**DATA IN THIS EXERCISE**
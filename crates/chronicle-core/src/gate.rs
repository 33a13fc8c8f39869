//! ============================================================================
//! Concurrency Gate - bounds in-flight collaborator calls
//! ============================================================================
//! A counting semaphore shared by every task of a build. A permit is held
//! only while the collaborator is being called and is released when the
//! guard drops, whichever way the call ends.
//! ============================================================================

use async_trait::async_trait;
use std::collections::HashMap;
use std::future::Future;
use std::sync::Arc;
use tokio::sync::{Semaphore, SemaphorePermit};

use crate::llm::{LlmCollaborator, RelevanceCandidate};
use crate::types::{ChronicleError, Result};

/// Default number of concurrent collaborator calls
pub const DEFAULT_MAX_CONCURRENCY: usize = 8;

/// Cloneable handle to a shared counting semaphore
#[derive(Debug, Clone)]
pub struct ConcurrencyGate {
    semaphore: Arc<Semaphore>,
    capacity: usize,
}

impl ConcurrencyGate {
    pub fn new(capacity: usize) -> Self {
        let capacity = capacity.max(1);
        Self {
            semaphore: Arc::new(Semaphore::new(capacity)),
            capacity,
        }
    }

    pub fn capacity(&self) -> usize {
        self.capacity
    }

    /// Permits currently free
    pub fn available(&self) -> usize {
        self.semaphore.available_permits()
    }

    pub async fn acquire(&self) -> Result<SemaphorePermit<'_>> {
        self.semaphore
            .acquire()
            .await
            .map_err(|e| ChronicleError::Task(format!("Semaphore acquire failed: {e}")))
    }

    /// Run `call` while holding a permit
    pub async fn run<F, T>(&self, call: F) -> Result<T>
    where
        F: Future<Output = Result<T>>,
    {
        let _permit = self.acquire().await?;
        call.await
    }
}

impl Default for ConcurrencyGate {
    fn default() -> Self {
        Self::new(DEFAULT_MAX_CONCURRENCY)
    }
}

/// Collaborator wrapper that passes every call through a [`ConcurrencyGate`]
pub struct GatedCollaborator<L> {
    inner: L,
    gate: ConcurrencyGate,
}

impl<L: LlmCollaborator> GatedCollaborator<L> {
    pub fn new(inner: L, gate: ConcurrencyGate) -> Self {
        Self { inner, gate }
    }

    pub fn gate(&self) -> &ConcurrencyGate {
        &self.gate
    }
}

#[async_trait]
impl<L: LlmCollaborator> LlmCollaborator for GatedCollaborator<L> {
    async fn summarize(&self, text: &str, instruction: &str) -> Result<String> {
        self.gate.run(self.inner.summarize(text, instruction)).await
    }

    async fn embed(&self, text: &str) -> Result<Vec<f32>> {
        self.gate.run(self.inner.embed(text)).await
    }

    async fn judge_relevance(
        &self,
        query: &str,
        candidates: &[RelevanceCandidate],
    ) -> Result<HashMap<String, bool>> {
        self.gate.run(self.inner.judge_relevance(query, candidates)).await
    }

    async fn complete_chat(&self, system_prompt: &str, user_prompt: &str) -> Result<String> {
        self.gate.run(self.inner.complete_chat(system_prompt, user_prompt)).await
    }
}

**TASK**
Give every line of the material again, exactly.

**ANSWER TO THIS EXERCISE**
filename crates/chronicle-core/src/gate.rs
repository 33a13fc8c8f39869
//! ============================================================================
//! Concurrency Gate - bounds in-flight collaborator calls
//! ============================================================================
//! A counting semaphore shared by every task of a build. A permit is held
//! only while the collaborator is being called and is released when the
//! guard drops, whichever way the call ends.
//! ============================================================================

use async_trait::async_trait;
use std::collections::HashMap;
use std::future::Future;
use std::sync::Arc;
use tokio::sync::{Semaphore, SemaphorePermit};

use crate::llm::{LlmCollaborator, RelevanceCandidate};
use crate::types::{ChronicleError, Result};

/// Default number of concurrent collaborator calls
pub const DEFAULT_MAX_CONCURRENCY: usize = 8;

/// Cloneable handle to a shared counting semaphore
#[derive(Debug, Clone)]
pub struct ConcurrencyGate {
    semaphore: Arc<Semaphore>,
    capacity: usize,
}

impl ConcurrencyGate {
    pub fn new(capacity: usize) -> Self {
        let capacity = capacity.max(1);
        Self {
            semaphore: Arc::new(Semaphore::new(capacity)),
            capacity,
        }
    }

    pub fn capacity(&self) -> usize {
        self.capacity
    }

    /// Permits currently free
    pub fn available(&self) -> usize {
        self.semaphore.available_permits()
    }

    pub async fn acquire(&self) -> Result<SemaphorePermit<'_>> {
        self.semaphore
            .acquire()
            .await
            .map_err(|e| ChronicleError::Task(format!("Semaphore acquire failed: {e}")))
    }

    /// Run `call` while holding a permit
    pub async fn run<F, T>(&self, call: F) -> Result<T>
    where
        F: Future<Output = Result<T>>,
    {
        let _permit = self.acquire().await?;
        call.await
    }
}

impl Default for ConcurrencyGate {
    fn default() -> Self {
        Self::new(DEFAULT_MAX_CONCURRENCY)
    }
}

/// Collaborator wrapper that passes every call through a [`ConcurrencyGate`]
pub struct GatedCollaborator<L> {
    inner: L,
    gate: ConcurrencyGate,
}

impl<L: LlmCollaborator> GatedCollaborator<L> {
    pub fn new(inner: L, gate: ConcurrencyGate) -> Self {
        Self { inner, gate }
    }

    pub fn gate(&self) -> &ConcurrencyGate {
        &self.gate
    }
}

#[async_trait]
impl<L: LlmCollaborator> LlmCollaborator for GatedCollaborator<L> {
    async fn summarize(&self, text: &str, instruction: &str) -> Result<String> {
        self.gate.run(self.inner.summarize(text, instruction)).await
    }

    async fn embed(&self, text: &str) -> Result<Vec<f32>> {
        self.gate.run(self.inner.embed(text)).await
    }

    async fn judge_relevance(
        &self,
        query: &str,
        candidates: &[RelevanceCandidate],
    ) -> Result<HashMap<String, bool>> {
        self.gate.run(self.inner.judge_relevance(query, candidates)).await
    }

    async fn complete_chat(&self, system_prompt: &str, user_prompt: &str) -> Result<String> {
        self.gate.run(self.inner.complete_chat(system_prompt, user_prompt)).await
    }
}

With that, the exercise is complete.